Stored items:
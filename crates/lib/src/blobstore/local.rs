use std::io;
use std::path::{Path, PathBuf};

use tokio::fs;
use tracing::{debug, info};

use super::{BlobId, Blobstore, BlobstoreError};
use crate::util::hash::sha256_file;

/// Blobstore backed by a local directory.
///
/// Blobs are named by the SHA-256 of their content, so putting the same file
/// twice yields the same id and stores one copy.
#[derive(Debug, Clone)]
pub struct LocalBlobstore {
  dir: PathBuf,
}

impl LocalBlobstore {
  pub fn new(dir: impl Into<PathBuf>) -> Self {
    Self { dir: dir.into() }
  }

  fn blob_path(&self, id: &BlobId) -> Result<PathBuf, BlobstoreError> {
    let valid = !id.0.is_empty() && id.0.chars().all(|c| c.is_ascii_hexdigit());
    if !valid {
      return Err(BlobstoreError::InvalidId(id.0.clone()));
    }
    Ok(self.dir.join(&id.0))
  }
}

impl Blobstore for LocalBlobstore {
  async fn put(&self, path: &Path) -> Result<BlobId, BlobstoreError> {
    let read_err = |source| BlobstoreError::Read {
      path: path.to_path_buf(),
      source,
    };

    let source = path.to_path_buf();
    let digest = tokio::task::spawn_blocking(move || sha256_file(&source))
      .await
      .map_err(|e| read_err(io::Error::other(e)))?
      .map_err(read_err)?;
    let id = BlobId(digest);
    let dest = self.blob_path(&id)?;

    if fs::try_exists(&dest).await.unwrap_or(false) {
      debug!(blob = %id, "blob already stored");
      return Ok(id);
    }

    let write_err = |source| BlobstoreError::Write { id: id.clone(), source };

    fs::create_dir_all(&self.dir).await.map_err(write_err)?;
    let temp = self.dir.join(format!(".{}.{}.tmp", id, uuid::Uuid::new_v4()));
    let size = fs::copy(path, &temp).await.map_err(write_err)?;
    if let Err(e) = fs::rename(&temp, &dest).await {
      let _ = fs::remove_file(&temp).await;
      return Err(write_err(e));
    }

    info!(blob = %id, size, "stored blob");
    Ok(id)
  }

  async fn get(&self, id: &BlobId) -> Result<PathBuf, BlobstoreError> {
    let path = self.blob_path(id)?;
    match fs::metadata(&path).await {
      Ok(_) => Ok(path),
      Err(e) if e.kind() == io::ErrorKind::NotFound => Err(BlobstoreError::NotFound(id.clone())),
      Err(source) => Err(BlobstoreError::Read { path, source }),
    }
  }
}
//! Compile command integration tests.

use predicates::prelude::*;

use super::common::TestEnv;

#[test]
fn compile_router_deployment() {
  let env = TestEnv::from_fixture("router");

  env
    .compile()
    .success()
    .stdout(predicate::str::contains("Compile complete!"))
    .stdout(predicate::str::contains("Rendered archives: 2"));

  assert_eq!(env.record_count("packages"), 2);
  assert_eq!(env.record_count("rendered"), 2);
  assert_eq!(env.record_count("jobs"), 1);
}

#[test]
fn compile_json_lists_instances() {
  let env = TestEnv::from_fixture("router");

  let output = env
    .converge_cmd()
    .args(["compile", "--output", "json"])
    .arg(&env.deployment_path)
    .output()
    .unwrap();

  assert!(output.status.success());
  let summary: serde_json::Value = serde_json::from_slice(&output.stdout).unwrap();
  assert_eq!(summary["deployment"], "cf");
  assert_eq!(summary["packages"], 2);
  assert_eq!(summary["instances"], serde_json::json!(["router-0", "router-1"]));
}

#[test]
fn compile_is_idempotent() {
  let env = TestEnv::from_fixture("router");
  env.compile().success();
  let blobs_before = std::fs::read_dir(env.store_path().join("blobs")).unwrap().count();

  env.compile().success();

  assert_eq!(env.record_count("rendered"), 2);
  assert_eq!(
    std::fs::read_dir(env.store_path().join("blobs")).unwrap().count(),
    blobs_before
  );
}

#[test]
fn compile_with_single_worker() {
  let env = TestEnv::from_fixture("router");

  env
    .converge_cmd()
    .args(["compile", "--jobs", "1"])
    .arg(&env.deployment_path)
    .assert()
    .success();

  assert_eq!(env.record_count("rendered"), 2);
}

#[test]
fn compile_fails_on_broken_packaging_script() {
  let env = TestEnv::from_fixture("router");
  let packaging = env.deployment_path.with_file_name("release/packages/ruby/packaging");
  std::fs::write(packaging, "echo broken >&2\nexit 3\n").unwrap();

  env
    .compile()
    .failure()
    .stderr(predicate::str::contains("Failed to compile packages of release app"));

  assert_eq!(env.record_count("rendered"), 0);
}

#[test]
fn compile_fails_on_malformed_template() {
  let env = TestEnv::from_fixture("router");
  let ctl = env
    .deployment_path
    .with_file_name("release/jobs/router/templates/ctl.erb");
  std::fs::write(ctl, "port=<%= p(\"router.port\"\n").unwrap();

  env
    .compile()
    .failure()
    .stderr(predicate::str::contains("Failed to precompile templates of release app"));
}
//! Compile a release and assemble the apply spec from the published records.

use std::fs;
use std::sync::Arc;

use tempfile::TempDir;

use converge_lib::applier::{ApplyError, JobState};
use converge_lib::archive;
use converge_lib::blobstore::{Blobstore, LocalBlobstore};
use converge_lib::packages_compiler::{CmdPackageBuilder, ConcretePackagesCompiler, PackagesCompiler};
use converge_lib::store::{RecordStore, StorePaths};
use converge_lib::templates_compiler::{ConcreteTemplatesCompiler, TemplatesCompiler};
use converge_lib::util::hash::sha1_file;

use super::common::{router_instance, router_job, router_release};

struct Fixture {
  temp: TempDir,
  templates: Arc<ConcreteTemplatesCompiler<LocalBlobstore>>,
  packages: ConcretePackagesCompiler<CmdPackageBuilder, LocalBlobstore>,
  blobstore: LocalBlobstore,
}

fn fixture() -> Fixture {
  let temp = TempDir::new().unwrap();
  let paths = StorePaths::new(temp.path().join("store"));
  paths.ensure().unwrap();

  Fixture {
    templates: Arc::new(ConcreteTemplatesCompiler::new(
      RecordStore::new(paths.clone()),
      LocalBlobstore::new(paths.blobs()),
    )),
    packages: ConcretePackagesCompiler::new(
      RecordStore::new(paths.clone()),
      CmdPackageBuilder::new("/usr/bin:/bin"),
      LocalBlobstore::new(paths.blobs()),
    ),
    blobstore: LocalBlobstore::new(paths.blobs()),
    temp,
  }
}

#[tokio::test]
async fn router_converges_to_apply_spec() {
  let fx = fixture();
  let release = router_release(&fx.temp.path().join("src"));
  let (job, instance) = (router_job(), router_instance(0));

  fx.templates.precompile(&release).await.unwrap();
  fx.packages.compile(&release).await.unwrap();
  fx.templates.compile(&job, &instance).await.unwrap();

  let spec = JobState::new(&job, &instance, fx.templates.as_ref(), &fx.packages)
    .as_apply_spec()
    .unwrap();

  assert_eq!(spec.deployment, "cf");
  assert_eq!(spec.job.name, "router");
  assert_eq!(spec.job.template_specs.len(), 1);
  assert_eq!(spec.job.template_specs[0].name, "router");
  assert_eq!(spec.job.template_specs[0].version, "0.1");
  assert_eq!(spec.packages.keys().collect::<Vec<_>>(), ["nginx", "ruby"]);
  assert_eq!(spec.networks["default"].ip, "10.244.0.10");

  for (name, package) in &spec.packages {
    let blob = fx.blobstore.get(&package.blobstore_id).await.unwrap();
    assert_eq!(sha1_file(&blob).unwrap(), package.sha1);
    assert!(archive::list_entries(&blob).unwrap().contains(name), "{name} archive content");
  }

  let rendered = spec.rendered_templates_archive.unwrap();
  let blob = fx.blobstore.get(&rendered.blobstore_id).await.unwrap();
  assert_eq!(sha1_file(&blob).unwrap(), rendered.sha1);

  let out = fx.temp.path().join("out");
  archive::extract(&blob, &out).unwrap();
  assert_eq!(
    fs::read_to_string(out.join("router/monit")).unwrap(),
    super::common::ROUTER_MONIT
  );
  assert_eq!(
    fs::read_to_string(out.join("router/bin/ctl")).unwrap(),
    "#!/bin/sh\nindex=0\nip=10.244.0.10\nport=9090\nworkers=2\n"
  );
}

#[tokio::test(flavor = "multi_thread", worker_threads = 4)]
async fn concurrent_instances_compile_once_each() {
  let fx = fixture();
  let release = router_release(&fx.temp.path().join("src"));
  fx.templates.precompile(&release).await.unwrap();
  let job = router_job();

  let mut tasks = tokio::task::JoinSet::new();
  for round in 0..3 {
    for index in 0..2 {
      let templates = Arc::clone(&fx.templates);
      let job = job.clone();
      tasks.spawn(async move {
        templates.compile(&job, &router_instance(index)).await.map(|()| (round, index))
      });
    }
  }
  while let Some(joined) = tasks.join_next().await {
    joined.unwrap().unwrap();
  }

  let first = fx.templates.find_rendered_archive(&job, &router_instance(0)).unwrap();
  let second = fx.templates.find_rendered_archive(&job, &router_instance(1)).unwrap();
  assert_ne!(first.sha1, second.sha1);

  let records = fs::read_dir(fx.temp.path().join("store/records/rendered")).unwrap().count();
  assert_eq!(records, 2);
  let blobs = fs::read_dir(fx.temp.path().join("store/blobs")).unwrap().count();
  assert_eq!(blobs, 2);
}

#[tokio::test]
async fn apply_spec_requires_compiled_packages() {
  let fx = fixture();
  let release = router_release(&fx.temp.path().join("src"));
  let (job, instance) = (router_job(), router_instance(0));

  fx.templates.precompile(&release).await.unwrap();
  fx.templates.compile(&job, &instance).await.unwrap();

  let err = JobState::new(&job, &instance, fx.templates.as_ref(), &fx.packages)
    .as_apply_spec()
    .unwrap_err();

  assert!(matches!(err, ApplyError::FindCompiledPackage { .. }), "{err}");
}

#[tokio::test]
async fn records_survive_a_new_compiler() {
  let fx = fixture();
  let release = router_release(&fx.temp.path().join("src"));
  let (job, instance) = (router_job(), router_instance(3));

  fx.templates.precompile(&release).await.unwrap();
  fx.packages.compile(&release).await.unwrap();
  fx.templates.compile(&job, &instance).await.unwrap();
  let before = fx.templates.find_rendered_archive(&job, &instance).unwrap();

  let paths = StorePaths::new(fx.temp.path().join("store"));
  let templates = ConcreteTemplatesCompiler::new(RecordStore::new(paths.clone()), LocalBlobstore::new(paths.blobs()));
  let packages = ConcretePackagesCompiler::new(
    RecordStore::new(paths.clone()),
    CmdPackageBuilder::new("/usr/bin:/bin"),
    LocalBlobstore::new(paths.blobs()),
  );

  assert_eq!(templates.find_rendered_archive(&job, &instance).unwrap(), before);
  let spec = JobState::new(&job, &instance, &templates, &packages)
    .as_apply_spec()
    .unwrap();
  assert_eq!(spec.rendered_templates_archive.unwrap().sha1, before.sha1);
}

--

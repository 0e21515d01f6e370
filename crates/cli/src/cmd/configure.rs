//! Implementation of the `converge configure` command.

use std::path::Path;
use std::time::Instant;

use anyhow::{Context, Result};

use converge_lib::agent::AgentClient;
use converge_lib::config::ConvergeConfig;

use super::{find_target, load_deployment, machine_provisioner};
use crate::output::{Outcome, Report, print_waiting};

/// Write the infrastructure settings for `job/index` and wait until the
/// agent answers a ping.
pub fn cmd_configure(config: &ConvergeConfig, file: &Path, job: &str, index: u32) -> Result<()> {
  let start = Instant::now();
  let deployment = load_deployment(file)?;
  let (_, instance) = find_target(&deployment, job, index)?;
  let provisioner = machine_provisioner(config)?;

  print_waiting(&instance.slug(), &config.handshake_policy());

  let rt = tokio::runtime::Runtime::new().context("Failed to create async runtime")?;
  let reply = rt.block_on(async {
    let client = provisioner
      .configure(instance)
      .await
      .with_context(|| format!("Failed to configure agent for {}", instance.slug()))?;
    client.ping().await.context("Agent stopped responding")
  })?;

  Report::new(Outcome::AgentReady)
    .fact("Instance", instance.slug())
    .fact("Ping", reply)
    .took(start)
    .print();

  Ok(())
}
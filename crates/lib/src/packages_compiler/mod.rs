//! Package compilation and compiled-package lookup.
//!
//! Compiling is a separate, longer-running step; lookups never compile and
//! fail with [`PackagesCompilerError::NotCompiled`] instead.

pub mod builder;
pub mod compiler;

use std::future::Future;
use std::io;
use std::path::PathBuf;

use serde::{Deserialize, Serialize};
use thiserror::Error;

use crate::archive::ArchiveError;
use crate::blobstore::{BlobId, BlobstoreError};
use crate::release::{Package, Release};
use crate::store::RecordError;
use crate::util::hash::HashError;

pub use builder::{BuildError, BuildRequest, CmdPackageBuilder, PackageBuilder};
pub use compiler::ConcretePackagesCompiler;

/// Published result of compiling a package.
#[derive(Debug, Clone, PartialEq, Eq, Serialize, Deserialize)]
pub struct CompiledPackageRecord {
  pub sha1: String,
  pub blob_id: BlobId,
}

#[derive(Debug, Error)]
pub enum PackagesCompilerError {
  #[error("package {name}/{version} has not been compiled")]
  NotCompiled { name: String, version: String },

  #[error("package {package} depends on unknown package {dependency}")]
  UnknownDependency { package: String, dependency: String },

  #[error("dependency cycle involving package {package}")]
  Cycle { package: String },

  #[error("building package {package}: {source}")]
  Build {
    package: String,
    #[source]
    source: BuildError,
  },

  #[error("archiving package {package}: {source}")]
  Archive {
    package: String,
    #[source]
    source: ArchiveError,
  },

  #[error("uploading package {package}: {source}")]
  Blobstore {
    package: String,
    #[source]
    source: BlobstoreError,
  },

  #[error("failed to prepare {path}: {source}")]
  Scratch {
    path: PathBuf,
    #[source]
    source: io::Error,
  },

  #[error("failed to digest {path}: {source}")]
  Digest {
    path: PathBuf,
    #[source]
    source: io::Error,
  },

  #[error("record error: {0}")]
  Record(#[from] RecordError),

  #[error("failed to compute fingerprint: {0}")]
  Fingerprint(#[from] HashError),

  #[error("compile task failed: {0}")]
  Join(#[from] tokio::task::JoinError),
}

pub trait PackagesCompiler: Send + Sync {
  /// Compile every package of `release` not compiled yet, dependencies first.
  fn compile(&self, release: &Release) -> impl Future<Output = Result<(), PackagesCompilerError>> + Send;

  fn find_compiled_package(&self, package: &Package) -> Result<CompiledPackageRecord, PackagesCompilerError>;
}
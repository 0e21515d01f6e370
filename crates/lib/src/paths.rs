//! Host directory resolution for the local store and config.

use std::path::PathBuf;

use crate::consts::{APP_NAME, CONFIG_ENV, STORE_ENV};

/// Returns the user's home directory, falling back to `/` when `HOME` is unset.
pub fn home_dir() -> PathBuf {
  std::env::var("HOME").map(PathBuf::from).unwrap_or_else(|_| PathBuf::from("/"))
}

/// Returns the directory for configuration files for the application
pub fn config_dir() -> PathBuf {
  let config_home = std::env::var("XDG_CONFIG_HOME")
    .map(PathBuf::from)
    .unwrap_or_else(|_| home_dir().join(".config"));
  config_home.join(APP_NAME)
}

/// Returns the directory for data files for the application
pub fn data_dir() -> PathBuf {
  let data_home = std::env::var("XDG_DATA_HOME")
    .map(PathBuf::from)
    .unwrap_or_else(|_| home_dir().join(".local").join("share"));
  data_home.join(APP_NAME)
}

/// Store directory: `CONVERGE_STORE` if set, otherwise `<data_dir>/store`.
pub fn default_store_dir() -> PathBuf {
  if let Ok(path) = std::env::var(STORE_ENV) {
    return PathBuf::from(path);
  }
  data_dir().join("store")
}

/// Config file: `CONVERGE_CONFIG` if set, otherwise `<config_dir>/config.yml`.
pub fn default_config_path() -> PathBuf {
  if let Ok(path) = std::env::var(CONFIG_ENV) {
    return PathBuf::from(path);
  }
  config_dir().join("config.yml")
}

REQUIRED ACTION — Whenever the string "format" shows up in a line of the entries, copy that line.

THE COMPLETED TASK —
    let temp = self.dir.join(format!(".{}.{}.tmp", id, uuid::Uuid::new_v4()));
      .with_context(|| format!("Failed to configure agent for {}", instance.slug()))?;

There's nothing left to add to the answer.